US launches five strikes on Houthi targets in Yemen a day after rebels struck oil tanker

The Houthis control key territory in Yemen including the port of Hodeidah and the capital, Sana’a.

THE UNITED STATES has launched five military strikes against Houthi targets in Yemen. 

The latest salvo comes after the Houthis announced yesterday that they had stuck an oil tanker, which they said was British but the US claimed was Danish. 

The US Department of Defense said it had launched five “self-defence strikes” on the Middle-Eastern country that remains ravaged by almost a decade of fighting in a recently suspended civil war.

The Houthis control key territory in Yemen including the port of Hodeidah and the capital, Sana’a. The group has been launching attacks at ships passing through the Red Sea that have some connection to Israel, and now the US and UK, in an effort to support the Palestinian people in Gaza. 

The Houthis have promised to continue their strikes until the siege of Gaza is lifted. 
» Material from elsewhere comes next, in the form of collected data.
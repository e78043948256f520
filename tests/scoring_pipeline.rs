use chrono::NaiveDate;
use rand::{rngs::StdRng, Rng, SeedableRng};
use std::collections::BTreeMap;
use vibecheck::features::DailyFeatures;
use vibecheck::scoring::{
    CalibrationConfig, DayScore, DayScorer, MoodTable, MoodWeights, ScoreWeights, WeightedScorer,
};

fn day(n: u32) -> NaiveDate {
    NaiveDate::from_ymd_opt(2024, 3, n).unwrap()
}

fn single_day(features: DailyFeatures) -> BTreeMap<NaiveDate, DailyFeatures> {
    let mut daily = BTreeMap::new();
    daily.insert(day(1), features);
    daily
}

fn default_scorer<'a>(
    daily: &'a BTreeMap<NaiveDate, DailyFeatures>,
    mood: &'a MoodTable,
) -> DayScorer<'a> {
    DayScorer::new(
        daily,
        mood,
        WeightedScorer::new(ScoreWeights::default()),
        CalibrationConfig::default(),
    )
}

fn score_single(features: DailyFeatures) -> DayScore {
    let daily = single_day(features);
    let mood = MoodTable::build(&daily, &MoodWeights::default(), 7);
    default_scorer(&daily, &mood).score_day(day(1))
}

#[test]
fn weighted_scorer_blends_features_and_baseline() {
    let scorer = WeightedScorer::new(ScoreWeights::default());
    let score = scorer.score(&DailyFeatures::uniform(0.5), 0.0);

    let expected = 0.95 * 0.5 + 0.2 * 0.5;
    assert!((score - expected).abs() < 1e-9);
}

#[test]
fn weighted_scorer_applies_mood_delta() {
    let scorer = WeightedScorer::new(ScoreWeights::default());
    let flat = scorer.score(&DailyFeatures::uniform(0.5), 0.0);
    let lifted = scorer.score(&DailyFeatures::uniform(0.5), 0.25);

    assert!((lifted - flat - 0.2 * 0.8 * 0.25).abs() < 1e-9);
}

#[test]
fn platform_signal_weight_is_reserved() {
    let features = DailyFeatures::uniform(0.7);
    let default_scorer = WeightedScorer::new(ScoreWeights::default());
    let heavy_scorer = WeightedScorer::new(ScoreWeights {
        platform_signal: 5.0,
        ..ScoreWeights::default()
    });

    let a = default_scorer.score(&features, 0.1);
    let b = heavy_scorer.score(&features, 0.1);
    assert!((a - b).abs() < 1e-12);
}

#[test]
fn missing_day_scores_neutral() {
    let daily = single_day(DailyFeatures::uniform(0.9));
    let mood = MoodTable::build(&daily, &MoodWeights::default(), 7);

    let score = default_scorer(&daily, &mood).score_day(day(20));
    assert_eq!(score, DayScore::neutral());
    assert!((score.score - 50.0).abs() < 1e-9);
    assert!((score.probability - 0.5).abs() < 1e-9);
}

#[test]
fn neutral_day_calibrates_below_half() {
    // composite 0.575, probability sigmoid(3 * -0.025)
    let score = score_single(DailyFeatures::uniform(0.5));

    let expected = 1.0 / (1.0 + (0.075f64).exp());
    assert!((score.probability - expected).abs() < 1e-9);
    assert!((score.score - 48.1).abs() < 1e-9);
}

#[test]
fn score_rounds_to_one_decimal() {
    let score = DayScore::from_probability(0.73456);
    assert!((score.score - 73.5).abs() < 1e-9);

    let clamped = DayScore::from_probability(1.4);
    assert!((clamped.probability - 1.0).abs() < 1e-12);
    assert!((clamped.score - 100.0).abs() < 1e-9);
}

#[test]
fn score_is_monotonic_in_each_feature() {
    let mut rng = StdRng::seed_from_u64(42);
    let bump = 0.1;

    for _ in 0..200 {
        let base = DailyFeatures {
            post_count: 1,
            sentiment: rng.gen::<f64>(),
            emoji: rng.gen::<f64>(),
            hashtags: rng.gen::<f64>(),
            engagement: rng.gen::<f64>(),
            context: rng.gen::<f64>(),
            cadence: rng.gen::<f64>(),
            time_of_day: rng.gen::<f64>(),
            likes_z: 0.0,
            comments_z: 0.0,
            shares_z: 0.0,
        };
        let before = score_single(base.clone());

        let variants: Vec<DailyFeatures> = vec![
            DailyFeatures { sentiment: (base.sentiment + bump).min(1.0), ..base.clone() },
            DailyFeatures { emoji: (base.emoji + bump).min(1.0), ..base.clone() },
            DailyFeatures { hashtags: (base.hashtags + bump).min(1.0), ..base.clone() },
            DailyFeatures { engagement: (base.engagement + bump).min(1.0), ..base.clone() },
            DailyFeatures { context: (base.context + bump).min(1.0), ..base.clone() },
            DailyFeatures { cadence: (base.cadence + bump).min(1.0), ..base.clone() },
            DailyFeatures { time_of_day: (base.time_of_day + bump).min(1.0), ..base.clone() },
        ];

        for variant in variants {
            let after = score_single(variant);
            assert!(after.probability >= before.probability - 1e-12);
            assert!(after.score >= before.score);
        }
    }
}

#[test]
fn mood_baseline_averages_preceding_days() {
    let mut daily = BTreeMap::new();
    daily.insert(day(1), DailyFeatures::uniform(0.2));
    daily.insert(day(2), DailyFeatures::uniform(0.4));
    daily.insert(day(5), DailyFeatures::uniform(0.9));

    let mood = MoodTable::build(&daily, &MoodWeights::default(), 7);
    let first = mood.get(day(1)).unwrap();
    let last = mood.get(day(5)).unwrap();

    assert!((first.baseline - 0.5).abs() < 1e-9);
    assert!((last.mood_index - 0.9).abs() < 1e-9);
    assert!((last.baseline - 0.3).abs() < 1e-9);
    assert!((last.delta() - 0.6).abs() < 1e-9);

    let narrow = MoodTable::build(&daily, &MoodWeights::default(), 1);
    assert!((narrow.get(day(5)).unwrap().baseline - 0.4).abs() < 1e-9);
}

#[test]
fn rising_mood_scores_above_flat_history() {
    let mut flat = BTreeMap::new();
    let mut rising = BTreeMap::new();
    for n in 1..=5 {
        flat.insert(day(n), DailyFeatures::uniform(0.6));
        let level = if n == 5 { 0.6 } else { 0.2 };
        rising.insert(day(n), DailyFeatures::uniform(level));
    }

    let weights = MoodWeights::default();
    let flat_mood = MoodTable::build(&flat, &weights, 7);
    let rising_mood = MoodTable::build(&rising, &weights, 7);

    let flat_score = default_scorer(&flat, &flat_mood).score_day(day(5));
    let rising_score = default_scorer(&rising, &rising_mood).score_day(day(5));
    assert!(rising_score.probability > flat_score.probability);
}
The strikes occurred at 3 pm and 8 pm Sanaa time, the US military said, and are part of a series of actions taken by the United States and its allies against the Houthis, aimed at halting the Iran-backed rebels’ repeated attacks that began last year in response to the Israeli assault on Gaza.

The five strikes included targeting “the first observed Huthi employment of a UUV (unmanned underwater vessel) since attacks began”, according to a statement from the US Central Command.  

Another of the five targeted an unmanned surface vessel, or USV, essentially a floating drone. The use of such vessels has been comparatively rare.

The other three were aimed at anti-ship cruise missiles, the statement said.

The US said it had determined these targets “presented an imminent threat to US Navy ships and merchant vessels in the region,” adding that it struck the five to “make international waters safer.”

Most of the Houthi attacks have been intercepted by US and UK ships and so far there have been no deaths reported resulting from them. 

The disruption has raised insurance premiums for shipping companies, forcing many to avoid the Red Sea, a vital route that normally carries about 12% of global maritime trade.